Two employees of the county highway department, Frank Grupp and Louis Caffarelli, were present on the day of the abduction. As they proceeded northbound on Cottage Grove Avenue in their truck, Grupp saw a Cadillac and a van traveling south. When the Cadillac and van pulled over to the shoulder, Caffarelli noticed that there were two men in the Cadillac and one in the van. Grupp and Caffarelli continued traveling in their truck for a block or two when they stopped to pick up some debris on the roadside. While picking up the trash, they saw three men standing behind the Cadillac. The trunk of the Cadillac was open. Grupp and Caffarelli returned to their truck, and Grupp observed that the trunk lid of the Cadillac was closed and only two men remained nearby.

The highway workers then turned their truck around and headed south on Cottage Grove Avenue. Both the Cadillac and the van had returned to the road and were driving south. When the two vehicles approached a stop sign, Grupp copied their license plate numbers. Caffarelli drove then to a gas station where he flagged down a State trooper, Edward Mehmel. After receiving the information and the license numbers from Caffarelli, Mehmel relayed the message to police units in the area.

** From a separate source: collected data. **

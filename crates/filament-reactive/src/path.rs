#![forbid(unsafe_code)]

//! Dotted/bracketed path utilities for [`serde_json::Value`] trees.
//!
//! Paths address nested state the way host render layers expect them:
//! `"a.b"` for object fields, `"list[0].name"` for array elements. The empty
//! path addresses the root.
//!
//! Numeric object-style segments (`"list.0"`) are accepted and treated as
//! indices when the value at that point is an array.

use serde_json::{Map, Value};

/// One segment of a parsed path.
#[derive(Clone, Debug, PartialEq, Eq)]
pub enum PathSeg {
    /// Object field access.
    Key(String),
    /// Array index access.
    Index(usize),
}

/// Parse `"a.b[2].c"` into segments. The empty path parses to no segments.
pub fn parse_path(path: &str) -> Vec<PathSeg> {
    let mut segments = Vec::new();
    let mut current = String::new();
    let mut chars = path.chars().peekable();
    while let Some(ch) = chars.next() {
        match ch {
            '.' => {
                if !current.is_empty() {
                    segments.push(PathSeg::Key(std::mem::take(&mut current)));
                }
            }
            '[' => {
                if !current.is_empty() {
                    segments.push(PathSeg::Key(std::mem::take(&mut current)));
                }
                let mut digits = String::new();
                for inner in chars.by_ref() {
                    if inner == ']' {
                        break;
                    }
                    digits.push(inner);
                }
                match digits.parse::<usize>() {
                    Ok(i) => segments.push(PathSeg::Index(i)),
                    // Non-numeric bracket content behaves like a key segment.
                    Err(_) => segments.push(PathSeg::Key(digits)),
                }
            }
            _ => current.push(ch),
        }
    }
    if !current.is_empty() {
        segments.push(PathSeg::Key(current));
    }
    segments
}

/// Append an object-field segment to a path string.
pub fn join_key(base: &str, key: &str) -> String {
    if base.is_empty() {
        key.to_string()
    } else {
        format!("{base}.{key}")
    }
}

/// Append an array-index segment to a path string.
pub fn join_index(base: &str, index: usize) -> String {
    format!("{base}[{index}]")
}

/// First segment of a path as a raw string: `get_first_key("a.b[0]") == "a"`.
pub fn get_first_key(path: &str) -> &str {
    let end = path
        .find(['.', '['])
        .unwrap_or(path.len());
    &path[..end]
}

/// Read the value at `path`, if present.
pub fn get_by_path<'v>(root: &'v Value, path: &str) -> Option<&'v Value> {
    get_by_segments(root, &parse_path(path))
}

/// Read the value at pre-parsed `segments`, if present.
pub fn get_by_segments<'v>(root: &'v Value, segments: &[PathSeg]) -> Option<&'v Value> {
    let mut current = root;
    for segment in segments {
        current = match (segment, current) {
            (PathSeg::Key(k), Value::Object(map)) => map.get(k)?,
            (PathSeg::Key(k), Value::Array(items)) => items.get(k.parse::<usize>().ok()?)?,
            (PathSeg::Index(i), Value::Array(items)) => items.get(*i)?,
            (PathSeg::Index(i), Value::Object(map)) => map.get(&i.to_string())?,
            _ => return None,
        };
    }
    Some(current)
}

/// Mutable walk to the value at `segments`, if present.
pub fn get_by_segments_mut<'v>(root: &'v mut Value, segments: &[PathSeg]) -> Option<&'v mut Value> {
    let mut current = root;
    for segment in segments {
        current = match (segment, current) {
            (PathSeg::Key(k), Value::Object(map)) => map.get_mut(k)?,
            (PathSeg::Key(k), Value::Array(items)) => items.get_mut(k.parse::<usize>().ok()?)?,
            (PathSeg::Index(i), Value::Array(items)) => items.get_mut(*i)?,
            (PathSeg::Index(i), Value::Object(map)) => map.get_mut(&i.to_string())?,
            _ => return None,
        };
    }
    Some(current)
}

/// Write `value` at `path`, creating intermediate containers as needed.
///
/// Missing intermediates become objects (or arrays when the next segment is
/// an index); scalars in the way are replaced by a fresh container. Array
/// writes past the end pad with `null`.
pub fn set_by_path(root: &mut Value, path: &str, value: Value) {
    set_by_segments(root, &parse_path(path), value);
}

/// Segment-level form of [`set_by_path`].
pub fn set_by_segments(root: &mut Value, segments: &[PathSeg], value: Value) {
    if segments.is_empty() {
        *root = value;
        return;
    }
    let mut current = root;
    for (i, segment) in segments.iter().enumerate() {
        let is_last = i + 1 == segments.len();
        let wants_array = !is_last && matches!(segments[i + 1], PathSeg::Index(_));
        match segment {
            PathSeg::Key(k) => {
                let as_index = k.parse::<usize>().ok();
                if let (Some(idx), Value::Array(_)) = (as_index, &mut *current) {
                    current = prepare_array_slot(current, idx, is_last, wants_array, &value);
                    if is_last {
                        return;
                    }
                    continue;
                }
                if !matches!(current, Value::Object(_)) {
                    *current = Value::Object(Map::new());
                }
                let Value::Object(map) = current else {
                    unreachable!()
                };
                if is_last {
                    map.insert(k.clone(), value);
                    return;
                }
                let entry = map.entry(k.clone()).or_insert(Value::Null);
                if !matches!(entry, Value::Object(_) | Value::Array(_)) {
                    *entry = if wants_array {
                        Value::Array(Vec::new())
                    } else {
                        Value::Object(Map::new())
                    };
                }
                current = entry;
            }
            PathSeg::Index(idx) => {
                if !matches!(current, Value::Array(_)) {
                    *current = Value::Array(Vec::new());
                }
                current = prepare_array_slot(current, *idx, is_last, wants_array, &value);
                if is_last {
                    return;
                }
            }
        }
    }
}

/// Pad `array` out to `idx`, write the leaf there when `is_last`, and return
/// the slot for further descent otherwise.
fn prepare_array_slot<'v>(
    array: &'v mut Value,
    idx: usize,
    is_last: bool,
    wants_array: bool,
    value: &Value,
) -> &'v mut Value {
    let Value::Array(items) = array else {
        unreachable!()
    };
    while items.len() <= idx {
        items.push(Value::Null);
    }
    if is_last {
        items[idx] = value.clone();
    } else if !matches!(items[idx], Value::Object(_) | Value::Array(_)) {
        items[idx] = if wants_array {
            Value::Array(Vec::new())
        } else {
            Value::Object(Map::new())
        };
    }
    &mut items[idx]
}

/// Remove the value at `path`. Object keys are removed; array elements are
/// spliced out. Returns true if something was removed.
pub fn delete_by_path(root: &mut Value, path: &str) -> bool {
    let segments = parse_path(path);
    let Some((last, parents)) = segments.split_last() else {
        return false;
    };
    let Some(parent) = get_by_segments_mut(root, parents) else {
        return false;
    };
    match (last, parent) {
        (PathSeg::Key(k), Value::Object(map)) => map.remove(k).is_some(),
        (PathSeg::Key(k), Value::Array(items)) => match k.parse::<usize>() {
            Ok(i) if i < items.len() => {
                items.remove(i);
                true
            }
            _ => false,
        },
        (PathSeg::Index(i), Value::Array(items)) => {
            if *i < items.len() {
                items.remove(*i);
                true
            } else {
                false
            }
        }
        (PathSeg::Index(i), Value::Object(map)) => map.remove(&i.to_string()).is_some(),
        _ => false,
    }
}

/// If `b` is a proper ancestor of `a`, return the remaining segments of `a`
/// below `b`. `is_sub_path_of("b.c.d", "b") == Some([Key("c"), Key("d")])`.
pub fn is_sub_path_of(a: &str, b: &str) -> Option<Vec<PathSeg>> {
    let a_segments = parse_path(a);
    let b_segments = parse_path(b);
    if b_segments.len() >= a_segments.len() {
        return None;
    }
    if a_segments[..b_segments.len()] == b_segments[..] {
        Some(a_segments[b_segments.len()..].to_vec())
    } else {
        None
    }
}

/// Segment-aware strict-descendant test: true when `candidate` lies below
/// `base` (and is not `base` itself). An empty `base` is the root, so every
/// non-empty path descends from it.
pub fn is_descendant_path(candidate: &str, base: &str) -> bool {
    if candidate == base {
        return false;
    }
    if base.is_empty() {
        return !candidate.is_empty();
    }
    is_sub_path_of(candidate, base).is_some()
}

#[cfg(test)]
mod tests {
    use super::*;
    use serde_json::json;

    #[test]
    fn parse_mixed_segments() {
        assert_eq!(
            parse_path("a.b[2].c"),
            vec![
                PathSeg::Key("a".into()),
                PathSeg::Key("b".into()),
                PathSeg::Index(2),
                PathSeg::Key("c".into()),
            ]
        );
        assert!(parse_path("").is_empty());
    }

    #[test]
    fn first_key() {
        assert_eq!(get_first_key("a.b"), "a");
        assert_eq!(get_first_key("list[0].x"), "list");
        assert_eq!(get_first_key("plain"), "plain");
    }

    #[test]
    fn get_walks_objects_and_arrays() {
        let v = json!({"a": {"b": [10, {"c": 3}]}});
        assert_eq!(get_by_path(&v, "a.b[1].c"), Some(&json!(3)));
        assert_eq!(get_by_path(&v, "a.b.0"), Some(&json!(10)));
        assert_eq!(get_by_path(&v, "a.missing"), None);
    }

    #[test]
    fn set_creates_intermediates() {
        let mut v = json!({});
        set_by_path(&mut v, "a.b.c", json!(1));
        assert_eq!(v, json!({"a": {"b": {"c": 1}}}));

        set_by_path(&mut v, "list[2]", json!("x"));
        assert_eq!(v["list"], json!([null, null, "x"]));
    }

    #[test]
    fn set_replaces_scalar_in_the_way() {
        let mut v = json!({"a": 5});
        set_by_path(&mut v, "a.b", json!(1));
        assert_eq!(v, json!({"a": {"b": 1}}));
    }

    #[test]
    fn delete_object_key_and_array_element() {
        let mut v = json!({"a": {"b": 1}, "list": [1, 2, 3]});
        assert!(delete_by_path(&mut v, "a.b"));
        assert!(!delete_by_path(&mut v, "a.b"));
        assert!(delete_by_path(&mut v, "list[1]"));
        assert_eq!(v, json!({"a": {}, "list": [1, 3]}));
    }

    #[test]
    fn sub_path_relationships() {
        assert_eq!(
            is_sub_path_of("b.c", "b"),
            Some(vec![PathSeg::Key("c".into())])
        );
        assert!(is_sub_path_of("b", "b").is_none());
        // Segment-aware: "ab" is not under "a".
        assert!(is_sub_path_of("ab", "a").is_none());
        assert!(is_descendant_path("a.b", ""));
        assert!(!is_descendant_path("", ""));
    }
}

Corporal Charles Helsel of the Illinois State Police heard the broadcast and then saw two vehicles which matched the description. Helsel blocked the path of the Cadillac and ordered its driver out of the automobile. The driver, defendant, was then handcuffed in Helsel's squad car, and the trooper drove down the road in search of the van. The van was discovered abandoned on the shoulder of the road. When Helsel returned to his squad car, defendant told him that the driver of the van was still in the trunk of the Cadillac. Helsel found the keys to the Cadillac in the front seat of his squad car and then gave them to another trooper who had arrived on the scene, Trooper Vig. Vig went to the Cadillac, opened the trunk, and released Bonk. Helsel thereafter drove back to the Cadillac and found the trunk open. When he examined the car, he found a .38 revolver on the front seat and saw a ski mask. Although the gun was introduced into evidence at the trial, the ski mask was not. Helsel could not remember if he had pointed out the ski mask to any of the other police officers on the scene.

Detectives Anthony Adamitis and Eugene Zelasko arrived when Helsel was examining the Cadillac. Zelasko removed the gun from the car. In the meantime, Adamitis entered a nearby stable where he discovered a large quantity of cigarettes, ...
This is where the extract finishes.